We have examined the relationship between (a) histochemically demonstrable copper using rubeanic acid, (b) copper-associated protein (CAP) using orcein, and (c) immunoreactive metallothionein (MT) using DNP hapten sandwich staining and have correlated these with histological lesions in 95 liver biopsies from patients with conditions associated with hepatic copper retention, 4 fetal livers, and 25 histologically normal adult controls. No copper or CAP was present in normal adult liver but periportal CAP was present in fetal liver. MT was present in hepatocytes of normal livers with a predominantly perivenular (centrilobular) cytoplasmic distribution varying in staining intensity; all fetal hepatocytes stained strongly for MT. Fifty-two of 95 (55 per cent) abnormal livers contained CAP and 42 (44 per cent) contained both CAP and copper.
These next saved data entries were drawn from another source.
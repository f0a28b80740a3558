//! Capability traits implemented by scalar algebras.
//!
//! Every trait takes `&self` so that algebras can carry immutable configuration (for example an
//! equality tolerance), but no operation mutates the algebra: one value can be shared by reference
//! across any number of containers.

use std::cmp::Ordering;
use std::fmt;

/// Ring operations: the minimum a type needs to be stored in a tensor and multiplied as a matrix.
///
/// Multiplication is not assumed to be commutative or associative, containers keep operand order
/// as written (`multiply(a, b)` is `a * b`).
pub trait Ring {
    type Element: Clone + fmt::Debug;

    /// Additive identity.
    fn zero(&self) -> Self::Element;

    /// Multiplicative identity.
    fn unity(&self) -> Self::Element;

    /// Embeds an integer, wrapping or rounding the way the number system does.
    fn from_i64(&self, value: i64) -> Self::Element;

    fn add(&self, a: &Self::Element, b: &Self::Element) -> Self::Element;

    fn subtract(&self, a: &Self::Element, b: &Self::Element) -> Self::Element;

    fn multiply(&self, a: &Self::Element, b: &Self::Element) -> Self::Element;

    fn negate(&self, a: &Self::Element) -> Self::Element;

    /// Equality as the algebra defines it; may be approximate for floating point algebras.
    fn is_equal(&self, a: &Self::Element, b: &Self::Element) -> bool;

    fn is_zero(&self, a: &Self::Element) -> bool {
        self.is_equal(a, &self.zero())
    }

    fn is_unity(&self, a: &Self::Element) -> bool {
        self.is_equal(a, &self.unity())
    }
}

/// Division algebra operations: every nonzero element has a two-sided inverse. Multiplication is not
/// required to be associative, so octonions qualify.
pub trait Field: Ring {
    /// Multiplicative inverse, `None` when `a` is zero according to [`Ring::is_zero`].
    fn invert(&self, a: &Self::Element) -> Option<Self::Element>;

    /// Right division `a * b^-1`, `None` when `b` is zero.
    fn divide(&self, a: &Self::Element, b: &Self::Element) -> Option<Self::Element> {
        let inverse = self.invert(b)?;
        Some(self.multiply(a, &inverse))
    }
}

/// Associative division ring: `(a * b) * c == a * (b * c)` on top of [`Field`].
///
/// Matrix inversion and determinants eliminate with chains of row operations and are only meaningful
/// under this bound. Reals, complex numbers, quaternions and rationals implement it, octonions do not.
pub trait DivisionRing: Field {}

/// Involution reversing the sign of imaginary components.
pub trait Conjugate: Ring {
    fn conjugate(&self, a: &Self::Element) -> Self::Element;
}

/// Magnitude of an element expressed in an associated real type.
pub trait Normed: Ring {
    type Real: Clone + fmt::Debug;

    fn norm(&self, a: &Self::Element) -> Self::Real;

    fn norm_squared(&self, a: &Self::Element) -> Self::Real;
}

pub trait Ordered: Ring {
    /// Returns `None` for unordered pairs such as NaN.
    fn compare(&self, a: &Self::Element, b: &Self::Element) -> Option<Ordering>;

    fn is_less(&self, a: &Self::Element, b: &Self::Element) -> bool {
        self.compare(a, b) == Some(Ordering::Less)
    }
}

/// Rounding to integral values, applied componentwise for multi-component types.
pub trait Rounding: Ring {
    fn floor(&self, a: &Self::Element) -> Self::Element;

    fn ceil(&self, a: &Self::Element) -> Self::Element;

    /// Rounds half away from zero.
    fn round(&self, a: &Self::Element) -> Self::Element;

    fn trunc(&self, a: &Self::Element) -> Self::Element;
}

/// Exponential, logarithmic and trigonometric functions (principal branches).
pub trait Transcendental: Ring {
    fn exp(&self, a: &Self::Element) -> Self::Element;

    fn ln(&self, a: &Self::Element) -> Self::Element;

    fn sqrt(&self, a: &Self::Element) -> Self::Element;

    fn sin(&self, a: &Self::Element) -> Self::Element;

    fn cos(&self, a: &Self::Element) -> Self::Element;

    fn tan(&self, a: &Self::Element) -> Self::Element;
}

#[cfg(test)]
mod tests {
    use super::*;
    use crate::{Complexes, Quaternions, Reals};

    fn elimination_ready<A: DivisionRing>(alg: &A, a: &A::Element) -> bool {
        alg.invert(a).is_some()
    }

    #[test]
    fn test_associative_division_rings() {
        assert!(elimination_ready(&Reals::<f32>::new(), &2.0));
        assert!(elimination_ready(&Complexes::<f64>::new(), &num_complex::Complex::new(0.0, 1.0)));
        assert!(elimination_ready(&Quaternions::<f64>::new(), &crate::Quaternion::one()));
        #[cfg(feature = "bignum")]
        assert!(elimination_ready(&crate::Rationals, &num_rational::BigRational::from_integer(3.into())));
    }
}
In CAP-positive livers, the commonest histological lesions were piecemeal necrosis and cholestasis. CAP was present in (a) 15/15 cases of primary biliary cirrhosis including early cases with minimal pathology; and (b) 5/5 cases of Wilson's disease, 6/6 cases of biliary atresia, and 3/9 cases of sclerosing cholangitis. In other conditions, it was present in 25-50 per cent of cases. MT distribution was abnormal in most CAP-positive livers. Necrotic hepatocytes were intensely MT-positive and in Wilson's disease had a characteristic appearance.